In a previous post I promised to go through a real example of how we can automate Internet Explorer to retrieve data from a website. We'll also enumerate some of the members of the IE Document Object as well as see how we can incorporate XMLHTTP into the mix.
The EPA's SunWise Program publishes a UV Index, which is the amount of UV exposure you can expect for the day. Their website has some neat graphs of how the UV Index works, and what each value means. I'm obliged to remind you that you should cover up in the sun, wear at least SPF 15 sunblock, and remember that just because it isn't sunny out doesn't mean you're not getting exposed to UV rays.
You can lookup the UV Index directly on their site. But we don't want to do that. We want to extract the UV index programmatically from the EPA's website.
The first thing we do is look at the source of the page (View > Source in Internet Explorer, Ctrl+U in FireFox) and see that the UV Index lookup is wrapped in HTML form tags. Wonderful! Here is the code.
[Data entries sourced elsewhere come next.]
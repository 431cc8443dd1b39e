//! CLI module - Command-line interface definitions and handlers

use anyhow::{Context, Result};
use clap::{Parser, Subcommand};
use std::path::PathBuf;

use modcache::cache::manifest::FsManifestLoader;
use modcache::cache::root::DenoDir;
use modcache::cache::Resolver;
use modcache::core::render::{OutputFormat, RenderConfig};

use crate::commands::absolute;

/// modcache - resolve imports against a content-addressed module cache.
#[derive(Parser, Debug)]
#[command(name = "modcache")]
#[command(
    author,
    version,
    about,
    long_about = r#"modcache reads a Deno-style module cache laid out as
<root>/<scheme>/<host>/<hash> with one manifest.json per origin, and maps
cached files back to their URLs and imports to other cached files.

Each command prints a ResultSet in the selected format (default: jsonl).
Specifiers that do not resolve are reported as `unresolved` items; they are
data, not failures.

Examples:
    modcache info ~/.cache/deno/deps/https/deno.land/3a5f...
    modcache resolve <FILE> ./util.ts https://deno.land/std/path/mod.ts
    modcache lookup https://deno.land/std/path/mod.ts
    modcache list --origin deno.land
    modcache graph <FILE> --graph-format tree
"#
)]
pub struct Cli {
    /// Deno directory (the cache root is its `deps` sub-directory).
    #[arg(
        long,
        global = true,
        env = "DENO_DIR",
        value_name = "DIR",
        long_help = "Deno directory. Remote modules are read from DIR/deps.\n\n\
Defaults to $DENO_DIR, then to the platform cache directory (e.g. ~/.cache/deno)."
    )]
    pub deno_dir: Option<PathBuf>,

    /// Cache root to read directly (overrides --deno-dir).
    #[arg(
        long,
        global = true,
        env = "MODCACHE_ROOT",
        value_name = "DIR",
        long_help = "Directory holding <scheme>/<host>/<hash> entries. Takes precedence over\n\
--deno-dir when both are given."
    )]
    pub cache_root: Option<PathBuf>,

    /// Output format (jsonl/json/md/raw).
    #[arg(
        long,
        global = true,
        default_value = "jsonl",
        value_name = "FORMAT",
        long_help = "Select the output format for ResultSet.\n\n\
Supported values:\n\
- jsonl (default)\n\
- json\n\
- md (markdown)\n\
- raw (one URL or excerpt per line)"
    )]
    pub format: String,

    /// Pretty-print JSON/JSONL output with indentation.
    #[arg(long, global = true)]
    pub pretty: bool,

    /// Quiet mode (errors only on stderr).
    #[arg(short, long, global = true)]
    pub quiet: bool,

    /// Verbose mode (debug logging on stderr).
    #[arg(
        short,
        long,
        global = true,
        long_help = "Enable debug logging on stderr, including why lookups miss.\n\
Without this flag RUST_LOG is honoured."
    )]
    pub verbose: bool,

    #[command(subcommand)]
    pub command: Commands,
}

#[derive(Subcommand, Debug)]
pub enum Commands {
    /// Show the URL a cached file was fetched from.
    #[command(long_about = "Map a file inside the cache to its URL using the origin manifest.\n\n\
Examples:\n\
  modcache info $DENO_DIR/deps/https/deno.land/<hash>\n\
  modcache info <FILE> --source --max-bytes 2000\n")]
    Info {
        /// Cached file (<root>/<scheme>/<host>/<hash>).
        #[arg(value_name = "FILE")]
        file: PathBuf,

        /// Include the module source as excerpt.
        #[arg(long)]
        source: bool,

        /// Maximum bytes of source to emit.
        #[arg(long, default_value = "65536", value_name = "BYTES")]
        max_bytes: usize,
    },

    /// Resolve import specifiers written inside a cached module.
    #[command(
        long_about = r#"Resolve each SPECIFIER as if it were imported from FILE.

Supported shapes:
- ./rel.ts, ../rel.ts  resolved against FILE's URL path
- /npm:pkg@1?dew       looked up verbatim in FILE's origin manifest
- https://host/path    looked up in that host's manifest

Bare specifiers never resolve.

Example:
    modcache resolve <FILE> ./util.ts https://deno.land/std/fs/mod.ts
"#
    )]
    Resolve {
        /// The importing cached file.
        #[arg(value_name = "FILE")]
        file: PathBuf,

        /// Specifiers to resolve.
        #[arg(value_name = "SPECIFIER", required = true, num_args = 1..)]
        specifiers: Vec<String>,
    },

    /// Find the cached file for fully-qualified URLs.
    #[command(long_about = "Find the cached file for each http(s) URL.\n\n\
Example:\n\
  modcache lookup https://deno.land/std/path/mod.ts\n")]
    Lookup {
        /// URLs to look up.
        #[arg(value_name = "URL", required = true, num_args = 1..)]
        urls: Vec<String>,
    },

    /// List every module in the cache.
    #[command(long_about = "List cached modules whose file is present, sorted by URL.\n\n\
Examples:\n\
  modcache list\n\
  modcache list --origin deno.land\n")]
    List {
        /// Keep only origins containing this text.
        #[arg(long, value_name = "FILTER")]
        origin: Option<String>,
    },

    /// List origins and whether their manifest loads.
    Origins,

    /// Follow imports from a cached module.
    #[command(
        long_about = r#"Walk the imports of FILE through the cache, breadth first.

Output formats:
- jsonl (default) / json: one graph item per module
- dot: Graphviz DOT
- mermaid: Mermaid flowchart
- tree: ASCII tree (repeated modules marked with (*))

Example:
    modcache graph <FILE> --graph-format dot | dot -Tpng -o graph.png
"#
    )]
    Graph {
        /// Root cached file.
        #[arg(value_name = "FILE")]
        file: PathBuf,

        /// Maximum import depth to expand.
        #[arg(long, default_value = "16", value_name = "N")]
        max_depth: usize,

        /// Output format for the graph (jsonl/json/dot/mermaid/tree).
        #[arg(long = "graph-format", value_name = "FORMAT", default_value = "jsonl")]
        graph_format: String,
    },

    /// Check the cache location and manifests.
    #[command(long_about = "Report which cache root is used, whether it exists, and which\n\
origin manifests fail to load.\n\n\
Example:\n\
  modcache doctor\n")]
    Doctor,
}

impl Cli {
    /// Build the resolver from --cache-root, --deno-dir or the environment.
    ///
    /// Relative directories are taken against the current directory, the
    /// same way FILE arguments are.
    pub fn resolver(&self) -> Result<Resolver> {
        if let Some(root) = &self.cache_root {
            return Ok(Resolver::with_root(absolute(root)?));
        }
        if let Some(dir) = &self.deno_dir {
            return Ok(Resolver::new(DenoDir::new(absolute(dir)?), FsManifestLoader));
        }
        Resolver::from_env().context("Failed to locate the module cache")
    }
}

/// Run the CLI with parsed arguments
pub fn run(cli: Cli) -> Result<()> {
    let format: OutputFormat = cli.format.parse().unwrap_or_default();
    let render_config = RenderConfig::with_pretty(format, cli.pretty);
    let resolver = cli.resolver()?;

    match cli.command {
        Commands::Info {
            file,
            source,
            max_bytes,
        } => crate::commands::info::run_info(&resolver, &file, source, max_bytes, render_config),

        Commands::Resolve { file, specifiers } => {
            crate::commands::resolve::run_resolve(&resolver, &file, &specifiers, render_config)
        }

        Commands::Lookup { urls } => {
            crate::commands::resolve::run_lookup(&resolver, &urls, render_config)
        }

        Commands::List { origin } => {
            crate::commands::list::run_list(&resolver, origin.as_deref(), render_config)
        }

        Commands::Origins => crate::commands::list::run_origins(&resolver, render_config),

        Commands::Graph {
            file,
            max_depth,
            graph_format,
        } => {
            let graph_fmt: modcache::graph::GraphFormat = graph_format.parse().unwrap_or_default();
            crate::commands::graph::run_graph(&resolver, &file, max_depth, graph_fmt, render_config)
        }

        Commands::Doctor => crate::commands::doctor::run_doctor(&resolver, render_config),
    }
}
<form action="http://oaspub.epa.gov/enviro/uv_search" method="post" id="uviform" onsubmit="return validateInput();">
<table border="0" cellpadding="1" cellspacing="0" summary="The UV Index query form." style="width:auto; margin-right:60px;">
<tr>
<td style="text-align:right; padding-right:0.5em; font-weight:bold;"><label for="label">ZIP Code:</label></td>
<td><input name="zipcode" type="text" id="zipcode" size="5" maxlength="5" /></td>
</tr>
<tr>
<td> </td>
<td style="padding:0.7em 0;">or</td>
</tr>
<tr>
<td style="text-align:right; padding-right:0.5em; font-weight:bold;"><label for="label2">City:</label></td>
<td><input id="city_name" type="text" name="city_name" size="30" /></td>
</tr>
<tr>
<td style="text-align:right; padding-right:0.5em; font-weight:bold;"><label for="label3">State:</label></td>
<td><input name="state_code" type="text" id="state_code" title="Postal abbreviation" size="2" maxlength="2" /></td>
</tr>
<tr>
<td> </td>
<td style="padding-top:20px;"><input type="submit" id="submit" style="font-weight:bold;" value="Get UV Index" />
<input type="reset" id="reset" style="font-size:0.9em;" value="Reset" /></td>
</tr>
</table>
</form>This markup tells me:
- The data you enter into this form is submitted to a URL for processing.
- The base URL for my query is "http://oaspub.epa.gov/enviro/uv_search".
- The form takes three inputs, named zipcode, city_name and state_code.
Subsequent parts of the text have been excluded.